L'avant-garde de Hoche, commandée par Humbert, était placée devant les hauteurs de Sainte-Barbe. A l'approche de l'ennemi, elle se replia, et rentra dans ses lignes. Les assaillants s'avançaient pleins de joie, tout à coup un corps de cavalerie qui était resté déployé fit un mouvement, et démasqua des batteries formidables. Un feu de mousqueterie et d'artillerie accueillit les Emigrés ; la mitraille, les boulets et les obus pleuvaient sur eux. A la droite, les régiments de Royal-Marine et de du Dresnay perdirent des rangs entiers sans s'ébranler ; le duc de Levis fut blessé grièvement à la tête de ses Chouans ; à gauche, le régiment d'Hervilly s'avança bravement sous le feu. Cependant cette fusillade qu'on avait cru entendre sur les arrières et sur les côtés avait cessé. Tinténiac ni Vauban n'avaient donc attaqué, et il n'y avait plus l'espoir d'enlever le camp Sainte-Barbe. C'est alors que l'infanterie et la cavalerie républicaines sortirent de leurs retranchements !
Puisaye, voyant qu'il n'y avait plus qu'à se faire égorger, prescrit à d'Hervilly de donner à droite l'ordre de la retraite, tandis que lui-même la ferait exécuter à gauche. Dans ce moment, d'Hervilly, qui bravait le feu avec le plus grand courage, reçut un biscaïen au milieu de la poitrine. Il chargea un aide-de-camp de porter l'ordre de la retraite ; l'aide-de-camp fut emporté par un boulet de canon ; n'étant pas avertis, le régiment de d'Hervilly et les mille Chouans du chevalier de Saint-Pierre continuaient de s'avancer sous ce feu épouvantable. Tandis qu'on sonnait la retraite à gauche, on sonnait la charge à droite. La confusion et le carnage furent épouvantables.

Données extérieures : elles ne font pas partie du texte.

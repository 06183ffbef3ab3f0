use std::{sync::Arc, thread};

use crate::{
    config::SimulationConfig,
    error::{Error, Result},
    famine::FamineProbe,
    interrupt::{InterruptFlag, Interrupts},
    narration::ConsoleSink,
    philosopher::{Philosopher, Setting},
    shutdown::Shutdown,
    table::{Chopsticks, Table},
    timing::UniformDurations,
    waiting::WaitingBoard,
};

/// A running table: one thread per philosopher plus the famine probe.
///
/// Threads are detached. Philosophers never return, and the only way out is
/// the shutdown handle followed by process exit.
pub struct Dinner {
    shutdown: Shutdown,
    board: Arc<WaitingBoard>,
    interrupts: Arc<Interrupts>,
    chopsticks: Arc<dyn Chopsticks>,
}

impl Dinner {
    /// Starts a dinner on a fresh table that narrates to stdout. Units are
    /// registered with `interrupts`, which may already be listening.
    pub fn serve(config: &SimulationConfig, interrupts: Arc<Interrupts>) -> Result<Dinner> {
        let setting = Setting {
            chopsticks: Arc::new(Table::new(config.philosophers)),
            board: Arc::new(WaitingBoard::new(config.philosophers)),
            sink: Arc::new(ConsoleSink),
            durations: Arc::new(UniformDurations::new(config.seed)),
        };
        Dinner::start_with(config, setting, interrupts)
    }

    pub fn start(config: &SimulationConfig, setting: Setting) -> Result<Dinner> {
        Dinner::start_with(config, setting, Arc::new(Interrupts::new()))
    }

    /// Validates `config` against `setting`, then spawns the philosophers and
    /// the probe.
    ///
    /// Threads cannot be stopped once spawned: if a later spawn fails, the
    /// error is returned but the philosophers already seated keep eating at
    /// the shared table until the process exits.
    pub fn start_with(
        config: &SimulationConfig,
        setting: Setting,
        interrupts: Arc<Interrupts>,
    ) -> Result<Dinner> {
        config.validate()?;
        let n = config.philosophers;
        if setting.chopsticks.len() != n || setting.board.len() != n {
            return Err(Error::TableMismatch {
                philosophers: n,
                chopsticks: setting.chopsticks.len(),
                flags: setting.board.len(),
            });
        }

        let dinner = Dinner {
            shutdown: Shutdown::new(),
            board: setting.board.clone(),
            interrupts,
            chopsticks: setting.chopsticks.clone(),
        };

        for id in 0..n {
            let philosopher = Philosopher::new(id, setting.clone(), config);
            dinner.spawn(format!("philosopher-{id}"), move |interrupt| {
                philosopher.run(&interrupt)
            })?;
        }

        let probe = FamineProbe::new(
            dinner.board.clone(),
            setting.sink,
            dinner.shutdown.clone(),
            config.probe_interval,
        );
        dinner.spawn("famine-probe".to_string(), move |interrupt| {
            probe.run(&interrupt)
        })?;

        tracing::info!(
            philosophers = n,
            think = %config.think,
            eat = %config.eat,
            probe_ms = u64::try_from(config.probe_interval.as_millis()).unwrap_or(u64::MAX),
            "dinner is served"
        );
        Ok(dinner)
    }

    fn spawn<F>(&self, name: String, f: F) -> Result<()>
    where
        F: FnOnce(InterruptFlag) + Send + 'static,
    {
        let flag = InterruptFlag::new();
        let flag0 = flag.clone();
        let handle = thread::Builder::new()
            .name(name.clone())
            .spawn(move || f(flag0))
            .map_err(|source| Error::Spawn {
                name: name.clone(),
                source,
            })?;
        self.interrupts.register(name, handle.thread().clone(), flag);
        Ok(())
    }

    pub fn shutdown(&self) -> &Shutdown {
        &self.shutdown
    }

    pub fn waiting(&self) -> &Arc<WaitingBoard> {
        &self.board
    }

    pub fn interrupts(&self) -> &Arc<Interrupts> {
        &self.interrupts
    }

    pub fn chopsticks(&self) -> &Arc<dyn Chopsticks> {
        &self.chopsticks
    }

    /// Blocks until the dinner is over and returns the exit status.
    pub fn wait(&self) -> i32 {
        self.shutdown.wait()
    }
}
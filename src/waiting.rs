use std::sync::atomic::{AtomicBool, Ordering};

/// One flag per philosopher: "holding at most the left chopstick and waiting
/// for the right one".
///
/// Philosopher `i` is the only writer of flag `i`. Reads and writes are
/// `Relaxed` and a snapshot is not atomic across philosophers, so the famine
/// probe sees a best-effort picture of the table, never a consistent one.
pub struct WaitingBoard {
    flags: Vec<AtomicBool>,
}

impl WaitingBoard {
    pub fn new(n: usize) -> Self {
        WaitingBoard {
            flags: (0..n).map(|_| AtomicBool::new(false)).collect(),
        }
    }

    pub fn len(&self) -> usize {
        self.flags.len()
    }

    pub fn is_empty(&self) -> bool {
        self.flags.is_empty()
    }

    pub fn set(&self, id: usize, waiting: bool) {
        self.flags[id].store(waiting, Ordering::Relaxed);
    }

    pub fn is_waiting(&self, id: usize) -> bool {
        self.flags[id].load(Ordering::Relaxed)
    }

    pub fn snapshot(&self) -> Vec<bool> {
        self.flags
            .iter()
            .map(|f| f.load(Ordering::Relaxed))
            .collect()
    }
}
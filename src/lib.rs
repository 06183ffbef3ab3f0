//! Dining philosophers, left-hand first, with a famine probe.
//!
//! Every philosopher picks up the chopstick on the left and then the one on
//! the right. Nothing stops all of them from holding their left chopstick at
//! once, so the table can deadlock; the famine probe watches the waiting
//! flags and ends the process when everyone is stuck.

pub mod config;
pub mod dinner;
pub mod error;
pub mod famine;
pub mod interrupt;
pub mod narration;
pub mod philosopher;
pub mod shutdown;
pub mod table;
pub mod timing;
pub mod waiting;

pub use config::{DurationRange, SimulationConfig};
pub use dinner::Dinner;
pub use error::{Error, Result};
pub use famine::{is_famine, FamineProbe};
pub use narration::{ConsoleSink, Event, EventSink, Narration};
pub use philosopher::{Philosopher, Setting};
pub use shutdown::{Shutdown, FAMINE_EXIT_CODE};
pub use table::{seats, Chopsticks, Table};
pub use timing::{DurationSource, UniformDurations};
pub use waiting::WaitingBoard;
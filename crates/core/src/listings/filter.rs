//! Case-insensitive search over listings.

use localstore_domain::{Job, Shop};

fn matches(haystack: &str, needle: &str) -> bool {
    haystack.to_lowercase().contains(needle)
}

/// Jobs whose title or shop name contains `term`. A blank term keeps all.
#[must_use]
pub fn filter_jobs<'a>(jobs: &'a [Job], term: &str) -> Vec<&'a Job> {
    let needle = term.trim().to_lowercase();
    jobs.iter()
        .filter(|job| {
            needle.is_empty()
                || matches(&job.title, &needle)
                || matches(&job.shop.company_name, &needle)
        })
        .collect()
}

/// Shops whose name or description contains `term`. A blank term keeps all.
#[must_use]
pub fn filter_shops<'a>(shops: &'a [Shop], term: &str) -> Vec<&'a Shop> {
    let needle = term.trim().to_lowercase();
    shops
        .iter()
        .filter(|shop| {
            needle.is_empty()
                || matches(&shop.company_name, &needle)
                || matches(&shop.description, &needle)
        })
        .collect()
}
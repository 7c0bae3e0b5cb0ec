//! Command-line interface definition

use clap::{Parser, Subcommand};
use localstore_domain::{ApplicationStatus, GeoPoint, Id};

/// LocalStore job marketplace client
#[derive(Debug, Parser)]
#[command(name = "localstore", version, about)]
pub struct Cli {
    /// Config file (JSON or TOML). Defaults to environment, then probing.
    #[arg(long, global = true, env = "LOCALSTORE_CONFIG")]
    pub config: Option<std::path::PathBuf>,

    #[command(subcommand)]
    pub command: Command,
}

#[derive(Debug, Subcommand)]
pub enum Command {
    /// Sign in and store the session tokens
    Login {
        username: String,
        #[arg(long, env = "LOCALSTORE_PASSWORD", hide_env_values = true)]
        password: String,
    },
    /// Forget the stored session
    Logout,
    /// Show the signed-in account
    Whoami,
    /// List jobs
    Jobs {
        /// Filter by job title or shop name
        #[arg(long, default_value = "")]
        search: String,
        #[arg(long, default_value_t = 1)]
        page: usize,
        /// Rank shops by distance from `lat,lng`
        #[arg(long, allow_hyphen_values = true)]
        near: Option<GeoPoint>,
    },
    /// Show one job
    Job { id: Id },
    /// List your applications (or received applications for shop owners)
    Applications,
    /// Accept, shortlist or reject an application
    Decide {
        job_id: Id,
        application_id: Id,
        /// PENDING, SHORTLISTED, ACCEPTED or REJECTED
        status: ApplicationStatus,
        #[arg(long)]
        note: Option<String>,
        /// When accepting, reject all other open applications with this note
        #[arg(long)]
        reject_others: Option<String>,
    },
    /// Shop owner dashboard figures
    Analytics,
}
use std::time::Duration;

use localstore_domain::LocalStoreError;
use localstore_infra::config::loader::env_bool;
use tracing::{info, warn};
use tracing_subscriber::EnvFilter;

const DEFAULT_FILTER: &str = "info";

/// Install the global tracing subscriber.
///
/// The filter comes from `RUST_LOG` (default `info`). Set
/// `LOCALSTORE_LOG_JSON=1` for JSON lines. Logs go to stderr so command
/// output on stdout stays clean.
///
/// # Errors
/// Returns `LocalStoreError::Config` if a subscriber is already installed.
pub fn init_logging() -> Result<(), LocalStoreError> {
    let filter =
        EnvFilter::try_from_default_env().unwrap_or_else(|_| EnvFilter::new(DEFAULT_FILTER));
    let builder = tracing_subscriber::fmt().with_env_filter(filter).with_writer(std::io::stderr);

    let installed = if env_bool("LOCALSTORE_LOG_JSON", false) {
        builder.json().try_init()
    } else {
        builder.try_init()
    };

    installed.map_err(|e| LocalStoreError::Config(format!("failed to install logger: {e}")))
}

/// Log the outcome of a command execution with structured fields.
///
/// `command` is a logical identifier such as `"jobs::list_jobs"`; callers
/// must not pass credentials or user input through it.
#[inline]
pub fn log_command_execution(command: &str, elapsed: Duration, error: Option<&LocalStoreError>) {
    let duration_ms = u64::try_from(elapsed.as_millis()).unwrap_or(u64::MAX);

    match error {
        None => info!(command, duration_ms, "command_execution_success"),
        Some(err) => {
            warn!(command, duration_ms, error_type = error_label(err), "command_execution_failure");
        }
    }
}

/// Convert a `LocalStoreError` into a stable label suitable for logging.
#[inline]
pub fn error_label(error: &LocalStoreError) -> &'static str {
    match error {
        LocalStoreError::Config(_) => "config",
        LocalStoreError::Network(_) => "network",
        LocalStoreError::Auth(_) => "auth",
        LocalStoreError::SessionExpired => "session_expired",
        LocalStoreError::Forbidden(_) => "forbidden",
        LocalStoreError::NotFound(_) => "not_found",
        LocalStoreError::InvalidInput(_) => "invalid_input",
        LocalStoreError::Storage(_) => "storage",
        LocalStoreError::Cancelled => "cancelled",
        LocalStoreError::Internal(_) => "internal",
    }
}
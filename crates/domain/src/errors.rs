//! Error types used throughout the application

use serde::{Deserialize, Serialize};
use thiserror::Error;

/// Main error type for LocalStore
///
/// Every layer above the transport converts into this type. The shell treats
/// [`LocalStoreError::SessionExpired`] as a navigation request rather than a
/// failure to display.
#[derive(Error, Debug, Clone, PartialEq, Eq, Serialize, Deserialize)]
#[serde(tag = "type", content = "message")]
pub enum LocalStoreError {
    #[error("Configuration error: {0}")]
    Config(String),

    #[error("Network error: {0}")]
    Network(String),

    #[error("Authentication error: {0}")]
    Auth(String),

    /// Refresh failed; stored credentials have been cleared.
    #[error("Session expired, please log in again")]
    SessionExpired,

    #[error("Forbidden: {0}")]
    Forbidden(String),

    #[error("Not found: {0}")]
    NotFound(String),

    #[error("Invalid input: {0}")]
    InvalidInput(String),

    #[error("Storage error: {0}")]
    Storage(String),

    #[error("Operation cancelled")]
    Cancelled,

    #[error("Internal error: {0}")]
    Internal(String),
}

impl LocalStoreError {
    /// True when the caller should be sent back to the login entry point.
    #[must_use]
    pub fn is_session_expired(&self) -> bool {
        matches!(self, Self::SessionExpired)
    }

    /// True for "you are not allowed / this does not exist" answers, which
    /// the marketplace uses to tell job seekers apart from shop owners.
    #[must_use]
    pub fn is_not_permitted(&self) -> bool {
        matches!(self, Self::Forbidden(_) | Self::NotFound(_))
    }
}

/// Result type alias for LocalStore operations
pub type Result<T> = std::result::Result<T, LocalStoreError>;
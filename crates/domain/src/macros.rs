//! Macro for implementing Display and FromStr for wire-level enums
//!
//! The marketplace API speaks in upper-case status strings (`PENDING`,
//! `SHOP_OWNER`, ...) while configuration and the CLI accept any casing.
//! This macro keeps both directions in one place.
//!
//! # Example
//!
//! ```rust
//! use localstore_domain::impl_domain_status_conversions;
//!
//! #[derive(Debug, Clone, Copy, PartialEq, Eq)]
//! pub enum Visibility {
//!     Public,
//!     Hidden,
//! }
//!
//! impl_domain_status_conversions!(Visibility {
//!     Public => "PUBLIC",
//!     Hidden => "HIDDEN",
//! });
//!
//! assert_eq!(Visibility::Hidden.to_string(), "HIDDEN");
//! assert_eq!("public".parse::<Visibility>().unwrap(), Visibility::Public);
//! ```

/// Implements Display and FromStr traits for status enums
///
/// * Display writes the canonical wire string.
/// * FromStr compares case-insensitively against the wire string.
#[macro_export]
macro_rules! impl_domain_status_conversions {
    ($enum_name:ident { $($variant:ident => $str:expr),+ $(,)? }) => {
        impl $enum_name {
            /// Canonical wire representation.
            #[must_use]
            pub fn as_str(&self) -> &'static str {
                match self {
                    $(Self::$variant => $str,)+
                }
            }
        }

        impl std::fmt::Display for $enum_name {
            fn fmt(&self, f: &mut std::fmt::Formatter<'_>) -> std::fmt::Result {
                f.write_str(self.as_str())
            }
        }

        impl std::str::FromStr for $enum_name {
            type Err = String;

            fn from_str(s: &str) -> Result<Self, Self::Err> {
                let trimmed = s.trim();
                $(
                    if trimmed.eq_ignore_ascii_case($str) {
                        return Ok(Self::$variant);
                    }
                )+
                Err(format!("Invalid {}: {}", stringify!($enum_name), s))
            }
        }
    };
}
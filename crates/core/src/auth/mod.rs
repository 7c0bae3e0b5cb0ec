//! Session lifecycle: login, logout, registration.

pub mod ports;
pub mod service;

pub use service::SessionService;
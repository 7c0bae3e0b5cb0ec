//! Cold-start notice
//!
//! Mirrors tracker signals into a boolean: shown on `server-waking-up`,
//! hidden on `server-awake`.

use localstore_common::activity::{RequestTracker, ServerSignal};
use tokio::sync::broadcast::error::RecvError;
use tokio::sync::watch;
use tokio::task::JoinHandle;
use tracing::{debug, info};

#[derive(Debug)]
pub struct WakeUpBanner {
    visible: watch::Receiver<bool>,
    task: JoinHandle<()>,
}

impl WakeUpBanner {
    /// Start following `tracker`. Must be called inside a Tokio runtime.
    #[must_use]
    pub fn attach(tracker: &RequestTracker) -> Self {
        let mut signals = tracker.subscribe();
        let (tx, visible) = watch::channel(false);

        let task = tokio::spawn(async move {
            loop {
                match signals.recv().await {
                    Ok(ServerSignal::WakingUp) => {
                        info!("server is waking up; this can take up to a minute");
                        tx.send_replace(true);
                    }
                    Ok(ServerSignal::Awake) => {
                        if tx.send_replace(false) {
                            debug!("server awake");
                        }
                    }
                    Err(RecvError::Lagged(skipped)) => debug!(skipped, "banner lagged behind"),
                    Err(RecvError::Closed) => break,
                }
            }
        });

        Self { visible, task }
    }

    /// Whether the cold-start notice should be shown.
    #[must_use]
    pub fn is_visible(&self) -> bool {
        *self.visible.borrow()
    }

    #[must_use]
    pub fn subscribe(&self) -> watch::Receiver<bool> {
        self.visible.clone()
    }
}

impl Drop for WakeUpBanner {
    fn drop(&mut self) {
        self.task.abort();
    }
}
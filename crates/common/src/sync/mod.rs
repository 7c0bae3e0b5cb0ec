//! Async coordination primitives.

pub mod single_flight;

pub use single_flight::SingleFlight;
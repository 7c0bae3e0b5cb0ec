//! Development automation tasks for the `LocalStore` workspace.
//!
//! Run with: `cargo xtask <command>`
//!
//! This is a CLI tool for developers, so `println!` and `eprintln!` are
//! used for user-facing output rather than structured logging.

#![allow(clippy::print_stdout, clippy::print_stderr)]

use std::env;
use std::process::{Command, ExitCode};

use anyhow::{anyhow, Context};

mod features;

fn main() -> ExitCode {
    let task = env::args().nth(1);

    let result = match task.as_deref() {
        Some("ci") => run_ci(),
        Some("fmt") => run_fmt(),
        Some("clippy") => run_clippy(),
        Some("test") => run_test(),
        Some("deny") => run_deny(),
        Some("audit") => run_audit(),
        Some("test-features") => features::test_feature_matrix(),
        Some("help") | None => {
            print_help();
            Ok(())
        }
        Some(unknown) => {
            eprintln!("Unknown task: {unknown}");
            eprintln!();
            print_help();
            Err(anyhow!("Unknown task"))
        }
    };

    match result {
        Ok(()) => ExitCode::SUCCESS,
        Err(e) => {
            eprintln!("Task failed: {e}");
            ExitCode::FAILURE
        }
    }
}

fn print_help() {
    println!("LocalStore Development Tasks");
    println!();
    println!("USAGE:");
    println!("    cargo xtask <TASK>");
    println!();
    println!("TASKS:");
    println!("    ci             Run all CI checks (fmt, clippy, features, test, deny, audit)");
    println!("    fmt            Check Rust code formatting");
    println!("    clippy         Run Clippy lints");
    println!("    test           Run all tests");
    println!("    test-features  Verify localstore-common feature tiers compile");
    println!("    deny           Check dependencies with cargo-deny");
    println!("    audit          Audit dependencies for security vulnerabilities");
    println!("    help           Show this help message");
}

/// Run all CI checks in sequence
fn run_ci() -> anyhow::Result<()> {
    println!("==> Running CI checks...\n");

    println!("==> Step 1/6: Checking Rust format...");
    run_fmt()?;

    println!("\n==> Step 2/6: Running Clippy...");
    run_clippy()?;

    println!("\n==> Step 3/6: Checking feature tiers...");
    features::test_feature_matrix()?;

    println!("\n==> Step 4/6: Running tests...");
    run_test()?;

    println!("\n==> Step 5/6: Checking dependencies...");
    run_deny()?;

    println!("\n==> Step 6/6: Auditing dependencies...");
    run_audit()?;

    println!("\n✓ All CI checks passed!");
    Ok(())
}

fn cargo(args: &[&str]) -> anyhow::Result<bool> {
    let status = Command::new("cargo")
        .args(args)
        .status()
        .with_context(|| format!("Failed to run cargo {}", args.join(" ")))?;
    Ok(status.success())
}

/// Fail with an install hint when a cargo subcommand is missing.
fn require_subcommand(name: &str) -> anyhow::Result<()> {
    let installed = Command::new("cargo")
        .args([name, "--version"])
        .output()
        .is_ok_and(|output| output.status.success());

    if !installed {
        eprintln!("cargo-{name} is not installed.");
        eprintln!("Install it with: cargo install cargo-{name}");
        anyhow::bail!("cargo-{name} not found");
    }
    Ok(())
}

/// Check Rust code formatting
fn run_fmt() -> anyhow::Result<()> {
    if !cargo(&["fmt", "--all", "--", "--check"])? {
        anyhow::bail!("Format check failed. Run 'cargo fmt --all' to fix.");
    }
    Ok(())
}

/// Run Clippy lints
fn run_clippy() -> anyhow::Result<()> {
    if !cargo(&["clippy", "--workspace", "--all-targets", "--all-features"])? {
        return Err(anyhow!("Clippy run failed. See output above."));
    }
    Ok(())
}

/// Run all workspace tests
fn run_test() -> anyhow::Result<()> {
    if !cargo(&["test", "--workspace", "--all-features"])? {
        anyhow::bail!("Tests failed");
    }
    Ok(())
}

/// Check dependencies with cargo-deny
fn run_deny() -> anyhow::Result<()> {
    require_subcommand("deny")?;
    if !cargo(&["deny", "check"])? {
        anyhow::bail!("cargo-deny found issues");
    }
    Ok(())
}

/// Audit dependencies for security vulnerabilities
fn run_audit() -> anyhow::Result<()> {
    require_subcommand("audit")?;
    if !cargo(&["audit"])? {
        anyhow::bail!("cargo-audit found vulnerabilities");
    }
    Ok(())
}
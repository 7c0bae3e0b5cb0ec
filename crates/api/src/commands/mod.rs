//! Shell commands
//!
//! Thin wrappers over the core services. Each one runs through
//! [`execute_command`](crate::utils::execute_command), so an expired session
//! is reported to the session guard no matter which command hit it.

pub mod analytics;
pub mod applications;
pub mod auth;
pub mod jobs;

pub use analytics::shop_analytics;
pub use applications::{decide, my_applications};
pub use auth::{current_user, login, logout};
pub use jobs::{job_detail, list_jobs, JobListing, JobQuery, NearbyShop, ViewerKind};
//! Request activity tracker.
//!
//! Counts in-flight API requests. When the first request of a busy period
//! starts against a deployed backend, a one-shot timer is armed; if requests
//! are still outstanding when it fires, [`ServerSignal::WakingUp`] is
//! broadcast so the UI can explain a cold start. When the count returns to
//! zero the timer is cancelled and [`ServerSignal::Awake`] is broadcast.
//!
//! The counter never goes negative. Timer arm/cancel happens under the same
//! lock as the counter so a late timer can never fire into an idle period.

use std::sync::Arc;
use std::time::Duration;

use localstore_domain::constants::{
    DEFAULT_WAKE_UP_DELAY_MS, EVENT_SERVER_AWAKE, EVENT_SERVER_WAKING_UP,
};
use parking_lot::Mutex;
use tokio::sync::broadcast;
use tokio_util::sync::CancellationToken;
use tracing::{debug, warn};

const SIGNAL_CHANNEL_CAPACITY: usize = 32;

/// Process-wide notifications about backend responsiveness.
#[derive(Debug, Clone, Copy, PartialEq, Eq)]
pub enum ServerSignal {
    /// Requests have been outstanding longer than the wake-up delay.
    WakingUp,
    /// All outstanding requests have settled.
    Awake,
}

impl ServerSignal {
    /// Stable event name for UI listeners.
    #[must_use]
    pub const fn event_name(self) -> &'static str {
        match self {
            Self::WakingUp => EVENT_SERVER_WAKING_UP,
            Self::Awake => EVENT_SERVER_AWAKE,
        }
    }
}

/// Tracker behaviour.
#[derive(Debug, Clone, Copy, PartialEq, Eq)]
pub struct TrackerConfig {
    /// Arm the wake-up timer at all (deployed backends only).
    pub wake_up_enabled: bool,
    /// How long requests may be outstanding before `WakingUp` fires.
    pub wake_up_delay: Duration,
}

impl TrackerConfig {
    /// Configuration for a deployed backend with the given delay.
    #[must_use]
    pub const fn deployed(wake_up_delay: Duration) -> Self {
        Self { wake_up_enabled: true, wake_up_delay }
    }

    /// Configuration for a local backend; no wake-up signalling.
    #[must_use]
    pub const fn local() -> Self {
        Self {
            wake_up_enabled: false,
            wake_up_delay: Duration::from_millis(DEFAULT_WAKE_UP_DELAY_MS),
        }
    }
}

impl Default for TrackerConfig {
    fn default() -> Self {
        Self::deployed(Duration::from_millis(DEFAULT_WAKE_UP_DELAY_MS))
    }
}

#[derive(Debug, Default)]
struct TrackerState {
    active: usize,
    generation: u64,
    wake_timer: Option<(u64, CancellationToken)>,
}

#[derive(Debug)]
struct Inner {
    state: Mutex<TrackerState>,
    signals: broadcast::Sender<ServerSignal>,
    config: TrackerConfig,
}

/// Shared in-flight request counter. Cloning is cheap and shares state.
#[derive(Debug, Clone)]
pub struct RequestTracker {
    inner: Arc<Inner>,
}

impl RequestTracker {
    /// Create a tracker.
    #[must_use]
    pub fn new(config: TrackerConfig) -> Self {
        let (signals, _) = broadcast::channel(SIGNAL_CHANNEL_CAPACITY);
        Self {
            inner: Arc::new(Inner { state: Mutex::new(TrackerState::default()), signals, config }),
        }
    }

    /// Subscribe to server signals.
    #[must_use]
    pub fn subscribe(&self) -> broadcast::Receiver<ServerSignal> {
        self.inner.signals.subscribe()
    }

    /// Tracker configuration.
    #[must_use]
    pub fn config(&self) -> TrackerConfig {
        self.inner.config
    }

    /// Number of requests currently in flight.
    #[must_use]
    pub fn active_requests(&self) -> usize {
        self.inner.state.lock().active
    }

    /// Whether a wake-up timer is currently pending.
    #[must_use]
    pub fn is_wake_timer_armed(&self) -> bool {
        self.inner.state.lock().wake_timer.is_some()
    }

    /// Record that a request started. Returns the new in-flight count.
    pub fn begin(&self) -> usize {
        let mut state = self.inner.state.lock();
        state.active += 1;
        let active = state.active;

        if active == 1 && self.inner.config.wake_up_enabled {
            self.arm_wake_timer(&mut state);
        }
        debug!(active, "request started");
        active
    }

    /// Record that a request settled. Returns the new in-flight count.
    ///
    /// Unbalanced calls at zero are ignored and emit nothing.
    pub fn end(&self) -> usize {
        let mut state = self.inner.state.lock();
        if state.active == 0 {
            warn!("request end recorded with no request in flight");
            return 0;
        }

        state.active -= 1;
        let active = state.active;
        if active == 0 {
            if let Some((_, timer)) = state.wake_timer.take() {
                timer.cancel();
            }
            // No receivers is fine.
            let _ = self.inner.signals.send(ServerSignal::Awake);
        }
        debug!(active, "request settled");
        active
    }

    /// Start tracking a request; it ends when the guard drops.
    #[must_use = "the request is marked settled as soon as the guard is dropped"]
    pub fn track(&self) -> ActivityGuard {
        self.begin();
        ActivityGuard { tracker: Some(self.clone()) }
    }

    fn arm_wake_timer(&self, state: &mut TrackerState) {
        let Ok(runtime) = tokio::runtime::Handle::try_current() else {
            warn!("no async runtime available; wake-up timer not armed");
            return;
        };

        if let Some((_, stale)) = state.wake_timer.take() {
            stale.cancel();
        }
        state.generation = state.generation.wrapping_add(1);
        let generation = state.generation;
        let token = CancellationToken::new();
        state.wake_timer = Some((generation, token.clone()));

        let inner = Arc::clone(&self.inner);
        let delay = self.inner.config.wake_up_delay;
        runtime.spawn(async move {
            tokio::select! {
                () = token.cancelled() => {}
                () = tokio::time::sleep(delay) => {
                    let mut state = inner.state.lock();
                    let current = matches!(state.wake_timer, Some((g, _)) if g == generation);
                    if current && !token.is_cancelled() && state.active > 0 {
                        state.wake_timer = None;
                        debug!(active = state.active, "backend slow to respond; signalling wake-up");
                        let _ = inner.signals.send(ServerSignal::WakingUp);
                    }
                }
            }
        });
    }
}

impl Default for RequestTracker {
    fn default() -> Self {
        Self::new(TrackerConfig::default())
    }
}

/// Marks a tracked request settled on drop, including when the request
/// future is dropped mid-flight.
#[derive(Debug)]
pub struct ActivityGuard {
    tracker: Option<RequestTracker>,
}

impl ActivityGuard {
    /// Settle now instead of at drop.
    pub fn finish(mut self) {
        if let Some(tracker) = self.tracker.take() {
            tracker.end();
        }
    }
}

impl Drop for ActivityGuard {
    fn drop(&mut self) {
        if let Some(tracker) = self.tracker.take() {
            tracker.end();
        }
    }
}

La cavalerie républicaine fondit sur l'armée émigrée, et la ramena en désordre sur la Falaise. Les canons de Rothalier, engagés dans le sable, furent enlevés. Après avoir fait des prodiges de courage, toute l'armée dut fuir vers le fort Penthièvre ; les Républicains la poursuivirent et sur le point d'entrer dans le fort avec elle, un secours inespéré la sauva de ses vainqueurs.
Vauban, qui devait être à Carnac, était à l'extrémité de la Falaise avec ses Chouans ; le commodore Warren avec lui. Tous deux, montés sur les chaloupes canonnières, et dirigeant sur la Falaise un feu violent, arrêtèrent les Républicains et sauvèrent une fois encore l'armée de Quiberon.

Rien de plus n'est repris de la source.